Russian Monastic Culture. "Josephism" and the Iosifo- Volokolamsk Monastery 1479-1607

Ultimo aggiornamento: 11 May 2021

Dykstra T.E.

Russian Monastic Culture. "Josephism" and the Iosifo- Volokolamsk Monastery 1479-1607

Verlag Otto Sagner München 2006

Scheda a cura di: Dykstra T.E.

Series: Slavistische Beiträge, Vol. 450


The publication of these two volumes has placed the study of Muscovite monasticism on a new plane. In the early 1900s, the superbly trained church historian Nikolai Konstantinovich Nikol´skii (1863-1936) turned almost exclusively to the study of Rus´ literature and became a seminal Soviet academic figure in this field.

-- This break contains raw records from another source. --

//! dayboard CLI entry point.

use std::process::ExitCode;

use clap::Parser;
use tokio_util::sync::CancellationToken;
use tracing::{debug, info};

use dayboard_client::cli::{AuthAction, Cli, Command, ConfigAction};
use dayboard_client::commands;
use dayboard_client::config::ClientConfig;
use dayboard_client::error::ClientResult;
use dayboard_core::{TracingConfig, init_tracing};

#[tokio::main]
async fn main() -> ExitCode {
    let cli = Cli::parse();

    if let Err(e) = init_tracing(TracingConfig::cli(cli.debug)) {
        eprintln!("warning: {}", e);
    }

    let cancel = CancellationToken::new();
    spawn_interrupt_listener(cancel.clone());

    match run(cli, &cancel).await {
        Ok(()) => ExitCode::SUCCESS,
        Err(e) => {
            eprintln!("error: {}", e);
            ExitCode::FAILURE
        }
    }
}

/// Cancels in-flight work on Ctrl+C so partial results are still printed.
fn spawn_interrupt_listener(cancel: CancellationToken) {
    tokio::spawn(async move {
        if let Ok(()) = tokio::signal::ctrl_c().await {
            info!("Received Ctrl+C, cancelling");
            cancel.cancel();
        }
    });
}

async fn run(cli: Cli, cancel: &CancellationToken) -> ClientResult<()> {
    let config = match &cli.config {
        Some(path) => ClientConfig::load_from(path)?,
        None => ClientConfig::load()?,
    };
    debug!(?config, "loaded configuration");

    let credentials = cli.credentials.as_deref();

    match cli.command() {
        Command::Today(args) => commands::agenda::today(&args, &config, credentials, cancel).await,
        Command::Calendars { json } => {
            commands::agenda::calendars(json, &config, credentials, cancel).await
        }
        Command::Whoami => commands::agenda::whoami(&config, credentials, cancel).await,
        Command::Auth { action } => match action {
            AuthAction::Reset => commands::auth::reset(&config),
        },
        Command::Weather(args) => commands::weather::forecast(&args, &config, cancel).await,
        Command::Config { action } => match action {
            ConfigAction::Dump => commands::config::dump(&config, cli.config.as_deref()),
            ConfigAction::Path => commands::config::path(cli.config.as_deref()),
        },
    }
}
impl OAuthClient {
    /// Creates an OAuth client from the provider configuration.
    pub fn new(config: &GoogleConfig) -> ProviderResult<Self> {
        let http_client = reqwest::Client::builder()
            .timeout(config.timeout)
            .user_agent(&config.user_agent)
            .build()
            .map_err(|e| ProviderError::internal("failed to create HTTP client").with_source(e))?;

        Ok(Self {
            credentials: config.credentials.clone(),
            http_client,
            auth_url: config.auth_url.clone(),
            token_url: config.token_url.clone(),
            open_browser: config.open_browser,
        })
    }

    /// Runs the interactive PKCE flow and returns a new session.
    ///
    /// # Errors
    ///
    /// Returns an error if:
    /// - No port is available in the specified range
    /// - The user denies authorization or never completes it
    /// - Token exchange fails
    pub async fn authorize(
        &self,
        scopes: &[String],
        port_range: (u16, u16),
    ) -> ProviderResult<AuthorizedSession> {
        let pkce = PkceFlow::new();

        let (listener, port) = Self::bind_loopback_server(port_range).await?;
        let redirect_uri = format!("http://127.0.0.1:{}/callback", port);

        let auth_url = pkce.build_auth_url(
            &self.auth_url,
            &self.credentials.client_id,
            &redirect_uri,
            scopes,
        );

        info!("starting OAuth flow, waiting for consent in the browser");
        debug!("authorization URL: {}", auth_url);

        if !self.open_browser {
            eprintln!("\nPlease open this URL in your browser:\n\n{}\n", auth_url);
        } else if let Err(e) = open::that(&auth_url) {
            warn!("failed to open browser: {}", e);
            eprintln!("\nPlease open this URL in your browser:\n\n{}\n", auth_url);
        }

        let (code, received_state) = Self::wait_for_callback(listener).await?;

        if received_state != pkce.state {
            return Err(ProviderError::authentication(
                "OAuth state mismatch - possible CSRF attack",
            ));
        }

        info!("received authorization code, exchanging for tokens");
        self.exchange_code(&code, &pkce.verifier, &redirect_uri, scopes)
            .await
    }

    /// Obtains a new access token with a refresh token.
    pub async fn refresh_token(&self, refresh_token: &str) -> ProviderResult<TokenResponse> {
        let params = [
            ("client_id", self.credentials.client_id.as_str()),
            ("client_secret", self.credentials.client_secret.as_str()),
            ("refresh_token", refresh_token),
            ("grant_type", "refresh_token"),
        ];

        let response = self.post_token(&params, "token refresh").await?;
        info!("refreshed access token");
        Ok(response)
    }

    /// Exchanges an authorization code for a session.
    async fn exchange_code(
        &self,
        code: &str,
        verifier: &str,
        redirect_uri: &str,
        scopes: &[String],
    ) -> ProviderResult<AuthorizedSession> {
        let params = [
            ("client_id", self.credentials.client_id.as_str()),
            ("client_secret", self.credentials.client_secret.as_str()),
            ("code", code),
            ("code_verifier", verifier),
            ("grant_type", "authorization_code"),
            ("redirect_uri", redirect_uri),
        ];

        let response = self.post_token(&params, "token exchange").await?;
        info!("obtained tokens");

        let session = AuthorizedSession::new(
            response.access_token,
            response.refresh_token,
            response.expires_in,
            scopes.to_vec(),
        );
        Ok(match response.id_token {
            Some(id_token) => session.with_id_token(id_token),
            None => session,
        })
    }

    async fn post_token(&self, params: &[(&str, &str)], what: &str) -> ProviderResult<TokenResponse> {
        let response = self
            .http_client
            .post(&self.token_url)
            .form(params)
            .send()
            .await
            .map_err(|e| ProviderError::network(format!("{} request failed", what)).with_source(e))?;

        let status = response.status();
        let body = response
            .text()
            .await
            .map_err(|e| ProviderError::network("failed to read response").with_source(e))?;

        if !status.is_success() {
            return Err(ProviderError::authentication(format!(
                "{} failed ({}): {}",
                what, status, body
            )));
        }

        serde_json::from_str(&body).map_err(|e| {
            ProviderError::invalid_response(format!("invalid {} response", what)).with_source(e)
        })
    }

    /// Tries to bind a TCP listener on an available port in the given range.
    async fn bind_loopback_server(port_range: (u16, u16)) -> ProviderResult<(TcpListener, u16)> {
        for port in port_range.0..=port_range.1 {
            let Ok(listener) = TcpListener::bind(("127.0.0.1", port)).await else {
                continue;
            };
            let port = listener.local_addr().map(|addr| addr.port()).unwrap_or(port);
            debug!("bound loopback server on port {}", port);
            return Ok((listener, port));
        }
        Err(ProviderError::configuration(format!(
            "no available port in range {}-{}",
            port_range.0, port_range.1
        )))
    }

    /// Waits for the OAuth callback and extracts the authorization code.
    ///
    /// The listener lives inside the returned future, so the port is released
    /// as soon as the wait times out or is dropped.
    async fn wait_for_callback(listener: TcpListener) -> ProviderResult<(String, String)> {
        tokio::time::timeout(CALLBACK_TIMEOUT, Self::accept_callback(&listener))
            .await
            .map_err(|_| ProviderError::authentication("OAuth callback timeout"))?
    }

    async fn accept_callback(listener: &TcpListener) -> ProviderResult<(String, String)> {
        loop {
            match listener.accept().await {
                Ok((stream, peer)) => {
                    debug!("loopback connection from {}", peer);
                    if let Some(result) = Self::handle_callback(stream).await {
                        return result;
                    }
                }
                Err(e) => {
                    error!("failed to accept connection: {}", e);
                }
            }
        }
    }

    /// Handles an incoming HTTP request on the callback server.
    ///
    /// A connection that sends no complete request line within
    /// [`REQUEST_READ_TIMEOUT`] is dropped.
    async fn handle_callback<S>(mut stream: S) -> Option<ProviderResult<(String, String)>>
    where
        S: AsyncRead + AsyncWrite + Unpin,
    {
        let mut request_line = String::new();
        {
            let mut reader = BufReader::new((&mut stream).take(MAX_REQUEST_BYTES));
            let read = reader.read_line(&mut request_line);
            match tokio::time::timeout(REQUEST_READ_TIMEOUT, read).await {
                Ok(Ok(_)) => {}
                Ok(Err(e)) => {
                    debug!("failed to read loopback request: {}", e);
                    return None;
                }
                Err(_) => {
                    debug!("loopback request timed out");
                    return None;
                }
            }
        }

        let result = parse_callback(&request_line)?;

        let response = if result.is_ok() {
            "HTTP/1.1 200 OK\r\nContent-Type: text/html\r\n\r\n\
            <html><body><h1>Authorization Successful</h1>\
            <p>You can close this window and return to the terminal.</p></body></html>"
        } else {
            "HTTP/1.1 400 Bad Request\r\nContent-Type: text/html\r\n\r\n\
            <html><body><h1>Authorization Failed</h1>\
            <p>You can close this window.</p></body></html>"
        };

        let _ = stream.write_all(response.as_bytes()).await;
        let _ = stream.flush().await;

        Some(result)
    }
}

/// Parses the request line of the loopback redirect.
///
/// Returns `None` for requests that are not the OAuth callback (favicon
/// fetches and the like), so the server keeps waiting.
fn parse_callback(request_line: &str) -> Option<ProviderResult<(String, String)>> {
    // GET /callback?code=...&state=... HTTP/1.1
    let parts: Vec<&str> = request_line.split_whitespace().collect();
    if parts.len() < 2 || parts[0] != "GET" {
        return None;
    }

    let path = parts[1];
    if !path.starts_with("/callback") {
        return None;
    }

    let query = path.split_once('?').map(|(_, q)| q).unwrap_or("");

    let mut code = None;
    let mut state = None;
    let mut error = None;

    for param in query.split('&') {
        if let Some((key, value)) = param.split_once('=') {
            let value = urlencoding::decode(value).unwrap_or_default().into_owned();
            match key {
                "code" => code = Some(value),
                "state" => state = Some(value),
                "error" => error = Some(value),
                _ => {}
            }
        }
    }

    if let Some(error) = error {
        return Some(Err(ProviderError::authentication(format!(
            "authorization denied: {}",
            error
        ))));
    }

    Some(match code {
        Some(code) => Ok((code, state.unwrap_or_default())),
        None => Err(ProviderError::authentication(
            "missing authorization code in callback",
        )),
    })
}

/// PKCE flow state and utilities.
///
/// Implements RFC 7636 (Proof Key for Code Exchange).
#[derive(Debug)]
pub struct PkceFlow {
    /// The code verifier (high-entropy random string).
    pub verifier: String,
    /// The code challenge (SHA-256 hash of verifier, base64url encoded).
    pub challenge: String,
    /// Random state for CSRF protection.
    pub state: String,
}

impl PkceFlow {
    /// Creates a new PKCE flow with random verifier and state.
    pub fn new() -> Self {
        let verifier = Self::generate_verifier();
        let challenge = Self::compute_challenge(&verifier);
        let state = Self::generate_state();

        Self {
            verifier,
            challenge,
            state,
        }
    }

    fn generate_verifier() -> String {
        let mut rng = rand::rng();
        let bytes: Vec<u8> = (0..CODE_VERIFIER_LENGTH).map(|_| rng.random()).collect();
        URL_SAFE_NO_PAD.encode(&bytes)
    }

    fn compute_challenge(verifier: &str) -> String {
        let digest = Sha256::digest(verifier.as_bytes());
        URL_SAFE_NO_PAD.encode(digest)
    }

    fn generate_state() -> String {
        let mut rng = rand::rng();
        let bytes: Vec<u8> = (0..16).map(|_| rng.random()).collect();
        URL_SAFE_NO_PAD.encode(&bytes)
    }

    /// Builds the authorization URL.
    ///
    /// Offline access with forced consent makes Google issue a refresh token
    /// every time.
    pub fn build_auth_url(
        &self,
        auth_endpoint: &str,
        client_id: &str,
        redirect_uri: &str,
        scopes: &[String],
    ) -> String {
        let scope = scopes.join(" ");

        format!(
            "{}?client_id={}&redirect_uri={}&response_type=code&scope={}&\
            code_challenge={}&code_challenge_method=S256&state={}&\
            access_type=offline&prompt=consent",
            auth_endpoint,
            urlencoding::encode(client_id),
            urlencoding::encode(redirect_uri),
            urlencoding::encode(&scope),
            urlencoding::encode(&self.challenge),
            urlencoding::encode(&self.state),
        )
    }
}

impl Default for PkceFlow {
    fn default() -> Self {
        Self::new()
    }
}

/// Response from Google's token endpoint.
#[derive(Debug, serde::Deserialize)]
pub struct TokenResponse {
    pub access_token: String,
    #[serde(default)]
    pub refresh_token: Option<String>,
    #[serde(default)]
    pub expires_in: Option<i64>,
    /// Present when `openid` was granted.
    #[serde(default)]
    pub id_token: Option<String>,
}

/// Authorizes against Google, preferring the cached session.
#[derive(Debug)]
pub struct GoogleAuthorizer {
    oauth: OAuthClient,
    scopes: Vec<String>,
    port_range: (u16, u16),
}

impl GoogleAuthorizer {
    /// Creates an authorizer from the provider configuration.
    pub fn new(config: &GoogleConfig) -> ProviderResult<Self> {
        Ok(Self {
            oauth: OAuthClient::new(config)?,
            scopes: config.scopes.clone(),
            port_range: config.loopback_port_range,
        })
    }

    /// Returns the cached session, refreshed if needed.
    ///
    /// `None` means the interactive flow has to run.
    async fn from_cache(&self, store: &dyn TokenStore) -> Option<AuthorizedSession> {
        let cached = match store.load() {
            Ok(Some(session)) => session,
            Ok(None) => return None,
            Err(e) => {
                warn!("ignoring unreadable token cache: {}", e);
                return None;
            }
        };

        if !cached.has_scopes(&self.scopes) {
            info!("cached session lacks required scopes, re-authorizing");
            return None;
        }

        if !cached.is_expired() {
            debug!("using cached session");
            return Some(cached);
        }

        let refresh_token = cached.refresh_token.clone().filter(|t| !t.is_empty())?;
        match self.oauth.refresh_token(&refresh_token).await {
            Ok(response) => {
                let session =
                    cached.refreshed(response.access_token, response.id_token, response.expires_in);
                persist(store, &session);
                Some(session)
            }
            Err(e) => {
                warn!("token refresh failed: {}", e);
                None
            }
        }
    }
}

But before he did so, he published monograph-length chapters on Kirillov's physical structures (chapter 2) and economy (chapter 1), and, in three journal installments, four-fifths of chapter 4 on the Beloozero cloister's communal and cell life, as well as some specific and general materials which might have served as the base for an eventual chapter 6 on its bookcraft (knizhnost´).1 Now in one volume a team of scholars led by Z. V. Dmitrieva has issued chapter 3 on administration, an enlarged chapter 4, chapter 5 on church services, and several useful appendices, all as found in manuscript form in the Library of the Academy of Sciences. Tom Dykstra, for his part, has produced the most intensive study to date of the social structure of a major Muscovite cloister.